LES REVUES LITTÉRAIRES (Histoire de la littérature)
Publié le 01/12/2018
Extrait du document
REVUES LITTÉRAIRES. L’apparition d’une presse périodique est contemporaine de ce qu’Alain Viala appelle la « naissance de l’écrivain ». Il s’agit surtout d’une presse d’« information » et la Gazette (1631-1761) fondée par Renaudot en est le meilleur exemple. La formule plaît et elle offre un terrain de plus aux stratégies sociales et littéraires de ceux qui écrivent et qui ne sont pas forcément des littérateurs ou des écrivains. Politique intérieure et extérieure, nouvelles militaires, faits divers, polémiques religieuses et mondaines, nouvelles des ruelles et des salons ne laissent souvent à la littérature que la portion congrue.
De la gazette à la revue littéraire (1631-1789)

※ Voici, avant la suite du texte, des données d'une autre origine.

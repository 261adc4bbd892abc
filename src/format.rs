//! Output formatting for the command-line reports.

use crate::types::OwnerStats;
use chrono::{DateTime, Utc};
use serde_json::{Value, json};

/// Output format for reports.
#[derive(Debug, Clone, Copy, PartialEq, Eq)]
pub enum OutputFormat {
    Json,
    Table,
}

fn format_timestamp(ms: i64) -> String {
    DateTime::<Utc>::from_timestamp_millis(ms)
        .map(|t| t.format("%Y-%m-%d %H:%M:%S UTC").to_string())
        .unwrap_or_else(|| ms.to_string())
}

/// Per-owner task counts as an aligned text table.
pub fn format_stats_table(stats: &[OwnerStats]) -> String {
    if stats.is_empty() {
        return "No tasks stored.\n".to_string();
    }

    let owner_width = stats
        .iter()
        .map(|s| s.owner_id.to_string().len())
        .max()
        .unwrap_or(0)
        .max("OWNER".len());

    let mut out = format!("{:<owner_width$}  {:>5}  {}\n", "OWNER", "TASKS", "LAST ADDED");
    for s in stats {
        out.push_str(&format!(
            "{:<owner_width$}  {:>5}  {}\n",
            s.owner_id,
            s.task_count,
            format_timestamp(s.last_created_at)
        ));
    }
    let total: i64 = stats.iter().map(|s| s.task_count).sum();
    out.push_str(&format!("{} owners, {} tasks\n", stats.len(), total));
    out
}

/// Per-owner task counts as JSON.
pub fn format_stats_json(stats: &[OwnerStats]) -> Value {
    let total: i64 = stats.iter().map(|s| s.task_count).sum();
    json!({
        "owners": stats,
        "total_tasks": total,
    })
}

Encore faut-il bien voir que les formules sont diverses et peu stables entre la revue, les « nouvelles » et la gazette : la spécialisation culturelle ne vient qu’en 1665 avec le Journal des savants, paraissant une ou plusieurs fois par mois et fondé par Denis de Sallo que Chapelain a proposé à Colbert. On y trouvera une sorte de revue des livres nouveaux qui en diffuse le contenu et parfois certains extraits dans les cercles cultivés; la partie scientifique y est tout à fait essentielle, et elle croîtra encore au xvme siècle, mais la littérature, la philosophie et l’histoire y ont aussi droit de cité (20 %) : avec des comptes rendus et parfois des polémiques qui amèneront la perte de D. de Sallo, coupable d’avoir déplu aux jésuites et remplacé dès 1666 par son collaborateur, l’abbé Gallois. Malgré cet épisode, la publication a un caractère très sérieux, très « universitaire », pourrait-on dire, qu’elle doit sans doute à ses liens avec les académies. Autres titres, un peu dans la même veine, les Nouvelles de la république des lettres (1684-1689, publ. à Amsterdam; d’autres séries par la suite) de P. Bayle, la Bibliothèque universelle et historique (1686-1689, publ. à Amsterdam; une autre série ensuite) et surtout le Mercure galant (1672-1832, avec des changements de titre) de Donneau de Visé et Thomas Corneille. Beaucoup moins grave et sérieux dans sa tonalité et ses sujets, le Mercure galant, un peu à la manière des gazettes de Loret (la Muse historique, 1652-1665) et de Scarron, collectionne tous les mois et sur 200 pages les anecdotes mondaines, les « pièces galantes », les bouts-rimés, les énigmes, les chansons; quant à la chronique littéraire, elle est volontiers académique (les réceptions des nouveaux élus), mais aussi théâtrale (à propos, par exemple, de Racine et de Molière, très critiqués) et même polémique (le Mercure est du côté de Perrault lors de la querelle des Anciens et des Modernes). La Gazette, le Journal des savants et le Mercure (avec sa succursale lyonnaise,
1677-1695) possèdent, chacun dans leur domaine, un « privilège », ou monopole, entamé de façon variable par une concurrence soit étrangère et importée en France plus ou moins légalement, soit française et alors clandestine ou tolérée par le détenteur du monopole moyennant redevance.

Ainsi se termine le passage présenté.